DATA IN THIS EXERCISE: Begin

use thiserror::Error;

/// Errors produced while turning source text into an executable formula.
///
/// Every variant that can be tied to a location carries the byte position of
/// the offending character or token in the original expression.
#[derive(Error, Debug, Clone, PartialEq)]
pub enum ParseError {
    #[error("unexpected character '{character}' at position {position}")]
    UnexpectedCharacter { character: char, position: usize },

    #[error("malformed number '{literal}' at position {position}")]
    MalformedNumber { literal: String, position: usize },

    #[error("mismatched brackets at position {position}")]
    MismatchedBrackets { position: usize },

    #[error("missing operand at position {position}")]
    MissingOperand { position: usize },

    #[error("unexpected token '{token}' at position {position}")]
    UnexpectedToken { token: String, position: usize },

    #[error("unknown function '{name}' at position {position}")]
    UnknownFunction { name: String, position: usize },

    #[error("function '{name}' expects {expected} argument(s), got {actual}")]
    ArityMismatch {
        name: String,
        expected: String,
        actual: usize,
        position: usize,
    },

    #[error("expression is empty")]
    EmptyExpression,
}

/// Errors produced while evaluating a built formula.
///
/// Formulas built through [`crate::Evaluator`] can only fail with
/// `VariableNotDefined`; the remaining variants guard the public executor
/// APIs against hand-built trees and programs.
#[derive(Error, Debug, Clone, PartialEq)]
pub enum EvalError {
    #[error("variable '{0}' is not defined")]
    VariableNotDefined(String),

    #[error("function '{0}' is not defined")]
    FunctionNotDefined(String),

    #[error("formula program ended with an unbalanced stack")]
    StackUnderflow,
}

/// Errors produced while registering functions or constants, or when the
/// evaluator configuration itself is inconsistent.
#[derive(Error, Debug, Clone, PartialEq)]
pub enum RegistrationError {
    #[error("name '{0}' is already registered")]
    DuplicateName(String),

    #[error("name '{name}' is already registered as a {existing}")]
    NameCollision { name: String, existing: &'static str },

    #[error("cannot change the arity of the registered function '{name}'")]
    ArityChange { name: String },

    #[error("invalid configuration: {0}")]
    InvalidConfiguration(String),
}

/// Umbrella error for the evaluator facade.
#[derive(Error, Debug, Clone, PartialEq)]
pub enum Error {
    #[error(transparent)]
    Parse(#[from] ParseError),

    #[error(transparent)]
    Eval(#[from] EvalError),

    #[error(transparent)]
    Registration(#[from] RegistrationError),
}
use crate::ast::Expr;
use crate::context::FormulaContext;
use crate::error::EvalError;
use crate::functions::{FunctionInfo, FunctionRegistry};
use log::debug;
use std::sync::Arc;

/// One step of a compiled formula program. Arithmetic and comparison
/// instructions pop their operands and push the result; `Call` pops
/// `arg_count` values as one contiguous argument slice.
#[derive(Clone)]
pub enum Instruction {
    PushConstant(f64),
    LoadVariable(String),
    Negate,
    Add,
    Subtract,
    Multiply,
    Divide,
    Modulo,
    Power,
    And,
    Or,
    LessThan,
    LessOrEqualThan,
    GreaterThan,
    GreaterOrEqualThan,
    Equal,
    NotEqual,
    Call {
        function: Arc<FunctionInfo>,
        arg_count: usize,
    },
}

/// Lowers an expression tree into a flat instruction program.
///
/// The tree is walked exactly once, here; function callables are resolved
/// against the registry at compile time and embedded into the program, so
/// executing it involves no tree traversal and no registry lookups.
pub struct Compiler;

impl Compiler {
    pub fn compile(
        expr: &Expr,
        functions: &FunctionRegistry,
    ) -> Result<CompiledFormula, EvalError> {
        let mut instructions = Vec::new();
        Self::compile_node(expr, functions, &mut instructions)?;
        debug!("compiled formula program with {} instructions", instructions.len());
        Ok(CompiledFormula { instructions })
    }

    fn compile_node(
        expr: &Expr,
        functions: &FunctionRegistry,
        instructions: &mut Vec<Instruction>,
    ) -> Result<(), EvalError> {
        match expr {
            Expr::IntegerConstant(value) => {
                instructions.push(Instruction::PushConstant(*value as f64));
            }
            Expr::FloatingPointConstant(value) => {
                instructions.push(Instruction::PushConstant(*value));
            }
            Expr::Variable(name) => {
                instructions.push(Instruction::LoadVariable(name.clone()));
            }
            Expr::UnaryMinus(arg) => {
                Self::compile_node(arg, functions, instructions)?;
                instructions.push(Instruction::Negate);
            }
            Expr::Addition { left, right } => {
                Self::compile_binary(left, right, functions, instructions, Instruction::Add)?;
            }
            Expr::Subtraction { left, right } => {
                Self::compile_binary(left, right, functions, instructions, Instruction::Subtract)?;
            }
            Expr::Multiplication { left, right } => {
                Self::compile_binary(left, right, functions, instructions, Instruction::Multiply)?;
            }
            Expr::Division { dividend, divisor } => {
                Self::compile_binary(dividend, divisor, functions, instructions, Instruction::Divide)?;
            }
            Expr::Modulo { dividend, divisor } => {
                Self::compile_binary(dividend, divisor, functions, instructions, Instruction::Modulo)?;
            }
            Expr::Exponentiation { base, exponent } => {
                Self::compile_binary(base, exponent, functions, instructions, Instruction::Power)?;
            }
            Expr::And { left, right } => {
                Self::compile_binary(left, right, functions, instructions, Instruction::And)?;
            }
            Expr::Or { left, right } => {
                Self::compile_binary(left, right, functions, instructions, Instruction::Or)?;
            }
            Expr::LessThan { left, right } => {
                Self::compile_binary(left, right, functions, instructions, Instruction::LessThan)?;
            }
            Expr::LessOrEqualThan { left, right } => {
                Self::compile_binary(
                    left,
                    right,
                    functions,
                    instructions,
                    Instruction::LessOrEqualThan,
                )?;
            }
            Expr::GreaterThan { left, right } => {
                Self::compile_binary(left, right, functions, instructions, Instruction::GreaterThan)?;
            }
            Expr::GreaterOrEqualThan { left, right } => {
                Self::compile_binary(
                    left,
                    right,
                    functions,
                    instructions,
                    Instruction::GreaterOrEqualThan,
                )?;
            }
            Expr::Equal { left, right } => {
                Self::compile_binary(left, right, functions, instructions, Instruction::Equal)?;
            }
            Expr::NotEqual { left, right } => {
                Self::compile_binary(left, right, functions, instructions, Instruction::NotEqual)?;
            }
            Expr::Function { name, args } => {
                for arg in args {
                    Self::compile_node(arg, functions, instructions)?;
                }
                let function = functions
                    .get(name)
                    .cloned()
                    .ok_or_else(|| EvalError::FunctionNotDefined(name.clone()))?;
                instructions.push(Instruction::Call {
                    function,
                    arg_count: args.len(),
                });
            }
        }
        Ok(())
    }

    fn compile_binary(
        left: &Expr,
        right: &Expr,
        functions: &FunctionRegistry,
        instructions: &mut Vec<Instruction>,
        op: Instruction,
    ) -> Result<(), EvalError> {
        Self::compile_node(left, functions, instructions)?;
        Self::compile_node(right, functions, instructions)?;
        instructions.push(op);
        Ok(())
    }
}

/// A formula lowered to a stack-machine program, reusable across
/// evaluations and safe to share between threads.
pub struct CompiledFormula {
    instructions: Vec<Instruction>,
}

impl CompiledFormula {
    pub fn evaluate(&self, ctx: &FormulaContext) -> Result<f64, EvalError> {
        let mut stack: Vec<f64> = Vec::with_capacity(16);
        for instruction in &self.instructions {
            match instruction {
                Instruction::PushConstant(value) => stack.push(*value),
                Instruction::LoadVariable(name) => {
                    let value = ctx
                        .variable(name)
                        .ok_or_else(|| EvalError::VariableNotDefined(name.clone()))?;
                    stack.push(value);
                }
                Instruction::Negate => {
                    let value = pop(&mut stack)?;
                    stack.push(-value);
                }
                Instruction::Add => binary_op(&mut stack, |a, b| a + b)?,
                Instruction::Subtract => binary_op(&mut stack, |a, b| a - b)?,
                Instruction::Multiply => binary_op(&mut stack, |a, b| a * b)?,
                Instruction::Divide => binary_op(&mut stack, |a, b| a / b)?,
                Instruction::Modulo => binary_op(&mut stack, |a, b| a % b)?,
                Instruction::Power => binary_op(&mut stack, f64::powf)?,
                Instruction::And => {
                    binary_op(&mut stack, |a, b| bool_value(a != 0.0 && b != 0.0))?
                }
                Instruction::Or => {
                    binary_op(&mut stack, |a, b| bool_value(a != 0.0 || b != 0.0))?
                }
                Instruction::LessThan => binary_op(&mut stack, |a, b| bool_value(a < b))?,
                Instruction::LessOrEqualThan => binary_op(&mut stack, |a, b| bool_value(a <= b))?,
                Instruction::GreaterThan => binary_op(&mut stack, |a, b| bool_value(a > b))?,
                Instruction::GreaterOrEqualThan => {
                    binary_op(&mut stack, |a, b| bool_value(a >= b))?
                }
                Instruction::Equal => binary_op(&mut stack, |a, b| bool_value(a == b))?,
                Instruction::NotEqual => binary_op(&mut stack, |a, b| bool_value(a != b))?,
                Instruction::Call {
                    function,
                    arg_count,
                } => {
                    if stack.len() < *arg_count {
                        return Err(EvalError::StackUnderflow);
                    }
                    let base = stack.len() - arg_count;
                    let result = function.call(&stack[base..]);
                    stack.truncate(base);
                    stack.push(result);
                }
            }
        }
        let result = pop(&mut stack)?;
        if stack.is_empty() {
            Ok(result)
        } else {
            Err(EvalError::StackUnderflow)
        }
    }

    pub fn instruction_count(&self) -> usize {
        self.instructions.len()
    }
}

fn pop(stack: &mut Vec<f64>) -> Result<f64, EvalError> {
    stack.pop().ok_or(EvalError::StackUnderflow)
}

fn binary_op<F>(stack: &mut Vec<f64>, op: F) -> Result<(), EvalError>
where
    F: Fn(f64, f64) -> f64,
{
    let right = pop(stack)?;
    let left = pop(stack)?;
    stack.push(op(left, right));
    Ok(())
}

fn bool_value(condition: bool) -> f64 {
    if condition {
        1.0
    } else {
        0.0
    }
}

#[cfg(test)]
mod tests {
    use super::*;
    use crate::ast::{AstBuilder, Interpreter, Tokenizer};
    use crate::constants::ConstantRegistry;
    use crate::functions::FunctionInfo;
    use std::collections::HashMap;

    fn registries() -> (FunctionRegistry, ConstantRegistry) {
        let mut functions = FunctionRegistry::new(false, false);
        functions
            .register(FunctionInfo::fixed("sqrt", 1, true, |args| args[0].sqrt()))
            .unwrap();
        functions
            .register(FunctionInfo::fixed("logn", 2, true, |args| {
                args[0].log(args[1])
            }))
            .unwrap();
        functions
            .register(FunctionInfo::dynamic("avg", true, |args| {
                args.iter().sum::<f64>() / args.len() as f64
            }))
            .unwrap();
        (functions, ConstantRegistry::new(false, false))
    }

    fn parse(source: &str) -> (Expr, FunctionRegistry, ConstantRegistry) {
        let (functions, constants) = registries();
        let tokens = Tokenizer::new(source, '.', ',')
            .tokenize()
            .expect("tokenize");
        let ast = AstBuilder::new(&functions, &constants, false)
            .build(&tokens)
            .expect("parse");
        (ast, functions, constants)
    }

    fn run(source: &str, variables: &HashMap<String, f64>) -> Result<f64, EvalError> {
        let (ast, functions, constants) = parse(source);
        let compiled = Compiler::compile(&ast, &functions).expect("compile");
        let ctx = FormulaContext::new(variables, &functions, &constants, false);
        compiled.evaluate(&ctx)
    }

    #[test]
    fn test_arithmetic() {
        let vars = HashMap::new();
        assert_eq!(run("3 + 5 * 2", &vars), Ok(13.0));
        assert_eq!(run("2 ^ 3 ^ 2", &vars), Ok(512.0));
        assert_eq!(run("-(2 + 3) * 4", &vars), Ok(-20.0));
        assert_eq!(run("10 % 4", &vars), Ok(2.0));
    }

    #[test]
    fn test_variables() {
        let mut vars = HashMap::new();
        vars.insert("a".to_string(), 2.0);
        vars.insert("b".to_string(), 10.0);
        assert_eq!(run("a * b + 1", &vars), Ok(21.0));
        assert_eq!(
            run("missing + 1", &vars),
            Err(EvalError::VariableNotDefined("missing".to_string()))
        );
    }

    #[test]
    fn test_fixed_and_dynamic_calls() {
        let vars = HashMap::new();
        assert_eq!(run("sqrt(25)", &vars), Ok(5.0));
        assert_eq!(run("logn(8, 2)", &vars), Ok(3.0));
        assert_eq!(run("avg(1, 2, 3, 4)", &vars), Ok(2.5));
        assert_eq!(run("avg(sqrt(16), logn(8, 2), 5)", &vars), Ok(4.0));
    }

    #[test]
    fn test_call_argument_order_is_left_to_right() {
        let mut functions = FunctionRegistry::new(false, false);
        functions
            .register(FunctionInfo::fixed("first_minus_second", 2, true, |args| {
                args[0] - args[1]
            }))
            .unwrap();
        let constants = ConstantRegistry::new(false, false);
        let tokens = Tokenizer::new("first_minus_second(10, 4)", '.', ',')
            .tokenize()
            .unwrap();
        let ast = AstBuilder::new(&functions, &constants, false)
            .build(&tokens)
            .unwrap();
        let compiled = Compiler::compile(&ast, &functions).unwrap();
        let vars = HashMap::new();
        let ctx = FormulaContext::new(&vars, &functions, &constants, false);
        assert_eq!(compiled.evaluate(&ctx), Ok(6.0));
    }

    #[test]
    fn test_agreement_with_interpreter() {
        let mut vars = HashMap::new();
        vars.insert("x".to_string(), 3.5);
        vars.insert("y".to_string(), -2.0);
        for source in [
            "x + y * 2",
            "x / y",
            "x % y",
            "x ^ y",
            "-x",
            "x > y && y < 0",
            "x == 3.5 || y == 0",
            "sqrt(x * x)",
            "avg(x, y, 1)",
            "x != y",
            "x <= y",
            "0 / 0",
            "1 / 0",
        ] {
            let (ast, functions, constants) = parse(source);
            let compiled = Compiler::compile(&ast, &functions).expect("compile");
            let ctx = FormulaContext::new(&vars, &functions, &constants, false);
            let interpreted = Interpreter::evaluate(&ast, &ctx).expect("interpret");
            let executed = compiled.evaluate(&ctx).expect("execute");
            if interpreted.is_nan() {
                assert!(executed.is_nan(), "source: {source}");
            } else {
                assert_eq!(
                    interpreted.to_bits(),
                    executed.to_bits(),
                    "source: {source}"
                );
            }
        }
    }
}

DATA IN THIS EXERCISE: End
DATA IN THIS EXERCISE: Begin

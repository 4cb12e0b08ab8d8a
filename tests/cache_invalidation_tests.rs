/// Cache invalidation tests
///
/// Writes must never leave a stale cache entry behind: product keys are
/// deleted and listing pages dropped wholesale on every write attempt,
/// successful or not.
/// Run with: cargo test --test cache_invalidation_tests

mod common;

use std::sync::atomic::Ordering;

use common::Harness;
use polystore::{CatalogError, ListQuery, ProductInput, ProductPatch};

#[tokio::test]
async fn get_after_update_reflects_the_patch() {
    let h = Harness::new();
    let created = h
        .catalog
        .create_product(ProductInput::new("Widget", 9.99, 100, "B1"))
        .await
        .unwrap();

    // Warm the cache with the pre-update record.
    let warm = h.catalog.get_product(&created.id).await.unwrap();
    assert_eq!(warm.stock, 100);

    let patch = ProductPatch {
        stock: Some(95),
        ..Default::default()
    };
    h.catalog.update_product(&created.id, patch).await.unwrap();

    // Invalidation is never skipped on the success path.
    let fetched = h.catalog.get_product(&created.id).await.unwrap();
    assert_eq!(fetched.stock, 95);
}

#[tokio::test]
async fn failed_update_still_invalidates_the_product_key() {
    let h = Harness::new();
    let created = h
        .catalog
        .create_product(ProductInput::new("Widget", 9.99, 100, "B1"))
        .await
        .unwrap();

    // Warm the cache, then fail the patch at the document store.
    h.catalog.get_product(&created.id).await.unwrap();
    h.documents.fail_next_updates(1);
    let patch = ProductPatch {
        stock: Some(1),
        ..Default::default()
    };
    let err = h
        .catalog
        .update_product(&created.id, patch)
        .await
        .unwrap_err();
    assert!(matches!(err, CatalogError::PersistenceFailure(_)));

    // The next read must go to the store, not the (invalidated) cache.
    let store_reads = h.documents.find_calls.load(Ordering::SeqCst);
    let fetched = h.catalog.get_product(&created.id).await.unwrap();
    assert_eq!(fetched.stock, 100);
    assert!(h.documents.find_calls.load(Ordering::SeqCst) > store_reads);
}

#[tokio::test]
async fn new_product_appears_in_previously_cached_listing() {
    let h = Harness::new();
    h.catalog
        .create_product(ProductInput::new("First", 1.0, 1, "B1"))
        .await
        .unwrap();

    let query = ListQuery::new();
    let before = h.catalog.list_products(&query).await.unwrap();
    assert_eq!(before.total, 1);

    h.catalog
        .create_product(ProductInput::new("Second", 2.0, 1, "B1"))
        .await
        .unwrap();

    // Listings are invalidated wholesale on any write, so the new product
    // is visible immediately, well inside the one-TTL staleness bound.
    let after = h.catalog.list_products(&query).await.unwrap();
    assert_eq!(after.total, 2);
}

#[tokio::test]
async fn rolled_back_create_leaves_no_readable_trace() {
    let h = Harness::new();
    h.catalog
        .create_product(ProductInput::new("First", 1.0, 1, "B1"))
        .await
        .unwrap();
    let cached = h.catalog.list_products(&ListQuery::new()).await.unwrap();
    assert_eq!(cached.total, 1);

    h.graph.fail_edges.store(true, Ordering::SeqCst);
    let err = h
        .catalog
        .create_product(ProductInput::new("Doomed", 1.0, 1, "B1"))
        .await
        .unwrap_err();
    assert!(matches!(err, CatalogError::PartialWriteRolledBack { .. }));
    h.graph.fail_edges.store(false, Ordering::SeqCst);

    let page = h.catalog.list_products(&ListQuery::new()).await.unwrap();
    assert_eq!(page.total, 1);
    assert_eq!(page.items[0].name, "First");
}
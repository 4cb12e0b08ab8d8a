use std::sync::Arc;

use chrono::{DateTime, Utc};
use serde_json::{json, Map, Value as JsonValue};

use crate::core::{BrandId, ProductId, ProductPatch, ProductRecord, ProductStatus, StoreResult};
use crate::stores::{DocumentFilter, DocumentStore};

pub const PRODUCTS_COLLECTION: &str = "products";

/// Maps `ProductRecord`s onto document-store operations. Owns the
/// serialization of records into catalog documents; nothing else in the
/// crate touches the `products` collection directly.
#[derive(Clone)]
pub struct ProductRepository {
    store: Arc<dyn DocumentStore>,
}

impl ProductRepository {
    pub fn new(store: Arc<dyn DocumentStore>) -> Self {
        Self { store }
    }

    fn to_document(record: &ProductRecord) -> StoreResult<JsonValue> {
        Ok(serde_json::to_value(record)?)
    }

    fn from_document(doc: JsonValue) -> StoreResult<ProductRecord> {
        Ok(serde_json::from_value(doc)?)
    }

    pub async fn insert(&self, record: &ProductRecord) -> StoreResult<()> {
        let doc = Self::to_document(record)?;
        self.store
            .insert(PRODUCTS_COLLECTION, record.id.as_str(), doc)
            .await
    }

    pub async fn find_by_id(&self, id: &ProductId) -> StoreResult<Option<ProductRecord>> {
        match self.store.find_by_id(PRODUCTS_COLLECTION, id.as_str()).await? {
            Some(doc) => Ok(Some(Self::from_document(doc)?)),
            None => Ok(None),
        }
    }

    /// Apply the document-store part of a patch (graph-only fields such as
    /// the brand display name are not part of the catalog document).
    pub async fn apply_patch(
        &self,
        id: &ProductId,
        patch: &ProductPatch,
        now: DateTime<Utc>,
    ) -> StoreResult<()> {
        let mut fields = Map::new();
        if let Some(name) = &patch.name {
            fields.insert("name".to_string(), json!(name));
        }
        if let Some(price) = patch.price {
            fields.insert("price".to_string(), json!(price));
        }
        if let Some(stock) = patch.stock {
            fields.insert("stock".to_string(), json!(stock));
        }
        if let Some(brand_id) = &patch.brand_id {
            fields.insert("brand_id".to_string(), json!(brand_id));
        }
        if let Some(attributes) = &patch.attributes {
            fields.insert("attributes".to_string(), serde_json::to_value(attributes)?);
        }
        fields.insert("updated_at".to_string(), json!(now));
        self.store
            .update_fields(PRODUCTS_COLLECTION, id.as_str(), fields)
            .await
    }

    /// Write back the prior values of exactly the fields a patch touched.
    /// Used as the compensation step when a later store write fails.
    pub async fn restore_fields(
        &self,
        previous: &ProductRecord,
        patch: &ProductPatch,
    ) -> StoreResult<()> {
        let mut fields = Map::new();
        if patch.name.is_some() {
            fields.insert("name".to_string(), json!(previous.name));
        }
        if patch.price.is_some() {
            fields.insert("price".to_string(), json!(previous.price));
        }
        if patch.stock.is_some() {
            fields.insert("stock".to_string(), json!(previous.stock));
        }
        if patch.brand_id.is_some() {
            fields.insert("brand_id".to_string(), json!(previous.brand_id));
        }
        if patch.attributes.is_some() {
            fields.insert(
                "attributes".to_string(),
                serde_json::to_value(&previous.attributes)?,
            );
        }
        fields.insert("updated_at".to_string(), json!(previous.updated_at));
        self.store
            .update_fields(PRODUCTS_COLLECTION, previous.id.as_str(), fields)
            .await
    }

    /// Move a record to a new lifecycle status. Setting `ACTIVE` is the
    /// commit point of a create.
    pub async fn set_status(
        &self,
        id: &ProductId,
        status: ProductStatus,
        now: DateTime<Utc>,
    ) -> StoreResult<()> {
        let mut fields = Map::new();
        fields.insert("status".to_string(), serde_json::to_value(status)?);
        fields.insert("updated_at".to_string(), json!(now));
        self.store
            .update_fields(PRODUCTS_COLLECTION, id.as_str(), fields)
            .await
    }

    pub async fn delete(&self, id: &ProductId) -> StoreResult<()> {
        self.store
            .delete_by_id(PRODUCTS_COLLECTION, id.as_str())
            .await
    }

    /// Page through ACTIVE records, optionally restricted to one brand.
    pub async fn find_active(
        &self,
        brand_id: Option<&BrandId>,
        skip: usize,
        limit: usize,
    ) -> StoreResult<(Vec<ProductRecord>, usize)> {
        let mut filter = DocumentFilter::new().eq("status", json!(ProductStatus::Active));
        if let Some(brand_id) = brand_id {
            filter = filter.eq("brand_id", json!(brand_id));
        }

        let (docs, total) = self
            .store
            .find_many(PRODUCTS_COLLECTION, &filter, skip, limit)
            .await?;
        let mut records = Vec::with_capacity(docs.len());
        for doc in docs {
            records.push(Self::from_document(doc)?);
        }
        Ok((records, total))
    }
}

DATA IN THIS EXERCISE: End

> _EXERCISE INSTRUCTIONS_: Going back to the entries above, set down exactly the lines that begin at the one with "instructions.push(Instruction::Negate);" and end at the one with "functions, instructions, Instruction::And)?;", both included, and nothing else.

> _RESULT BELOW_:
                instructions.push(Instruction::Negate);
            }
            Expr::Addition { left, right } => {
                Self::compile_binary(left, right, functions, instructions, Instruction::Add)?;
            }
            Expr::Subtraction { left, right } => {
                Self::compile_binary(left, right, functions, instructions, Instruction::Subtract)?;
            }
            Expr::Multiplication { left, right } => {
                Self::compile_binary(left, right, functions, instructions, Instruction::Multiply)?;
            }
            Expr::Division { dividend, divisor } => {
                Self::compile_binary(dividend, divisor, functions, instructions, Instruction::Divide)?;
            }
            Expr::Modulo { dividend, divisor } => {
                Self::compile_binary(dividend, divisor, functions, instructions, Instruction::Modulo)?;
            }
            Expr::Exponentiation { base, exponent } => {
                Self::compile_binary(base, exponent, functions, instructions, Instruction::Power)?;
            }
            Expr::And { left, right } => {
                Self::compile_binary(left, right, functions, instructions, Instruction::And)?;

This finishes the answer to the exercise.